COMMUNITY-FRIENDLY QUARANTINE POLICY
Another important recommendation made in the statement is that quarantine and isolation policy should be made community friendly. It said that the present policies, where the houses of all persons who test positive, are stamped and isolated by barricades is creating a fear in society. This practice should be abandoned immediately. It also added that at a time when the majority of the states have been affected by the virus, there is no rationale for quarantining inter-state travellers who are required to go through it for 14 days in some states, and it should be stopped immediately.
Even as the centre focuses on scaling up testing across the country, the statement said, “Universal scaling up of testing at the current community transmission stage of the pandemic may not be an optimal control strategy and will divert attention and resources from control measures.”
Advocating pragmatic testing policy, the organisations said, “With the availability of sufficient understanding of the natural history of disease and at-risk population, testing should be used with due diligence. Targeted testing of high-risk individuals, healthcare workers, elderly with co-morbidities, screening prior to surgical procedure etc. is recommended.
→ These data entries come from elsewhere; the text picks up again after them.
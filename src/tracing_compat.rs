//! Tracing compatibility layer for structured logging.
//!
//! A unified logging interface that works whether or not the
//! `tracing-integration` feature is enabled:
//!
//! - **With the feature**: re-exports the `tracing` macros.
//! - **Without it**: no-op macros that compile to nothing.
//!
//! Core modules log through this facade only, so the crate carries
//! structured logging without forcing the dependency on every consumer.

#[cfg(feature = "tracing-integration")]
pub use tracing::{debug, error, info, trace, warn};

#[cfg(not(feature = "tracing-integration"))]
mod noop {
    //! No-op implementations when tracing is disabled.

    /// No-op trace-level logging macro.
    #[macro_export]
    macro_rules! trace {
        ($($arg:tt)*) => {};
    }

    /// No-op debug-level logging macro.
    #[macro_export]
    macro_rules! debug {
        ($($arg:tt)*) => {};
    }

    /// No-op info-level logging macro.
    #[macro_export]
    macro_rules! info {
        ($($arg:tt)*) => {};
    }

    /// No-op warn-level logging macro.
    #[macro_export]
    macro_rules! warn {
        ($($arg:tt)*) => {};
    }

    /// No-op error-level logging macro.
    #[macro_export]
    macro_rules! error {
        ($($arg:tt)*) => {};
    }

    pub use crate::{debug, error, info, trace, warn};
}

#[cfg(not(feature = "tracing-integration"))]
pub use noop::*;

#[cfg(test)]
mod tests {
    #[allow(unused_imports)]
    use super::*;

    #[test]
    fn macros_accept_structured_fields() {
        trace!(step = 1, "trace message");
        debug!(count = 42, "debug message");
        info!(name = "test", "info message");
        warn!("warn message");
        error!(reason = %"boom", "error message");
    }
}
However, in areas in the very early phase of pandemic (where zero or very few cases have been reported) testing may be used as a surveillance tool.”
It said that in cities and towns with high caseloads, all symptomatic cases should be considered COVID-19 cases and be treated at home or hospital depending on the clinical conditions, even without testing.
INCREASE HEALTH EXPENDITURE
An immediate resumption of comprehensive health care services has also been recommended by the statement. It said, “Primary, secondary and tertiary health care services including outpatient and inpatient services including routine/emergency surgeries should resume as early as feasible, at least those areas that are progressing towards higher levels of immunity and in towns/districts with no cases. Adequate safety measures should be put in place for the safety of health care staff engaged with optimal PPE and testing of patients for COVID-19 as may be appropriate.”
The organisations also urged the Union government to increase healthcare expenditure to 5% of the GDP. The statement said, “Public health care should be significantly strengthened and enhanced with overall public expenditure to be increased to at least 5% of the GDP. The focus of increased health expenditure should be on primary health care and human resource and infrastructure strengthening rather than opening/strengthening tertiary care centres.”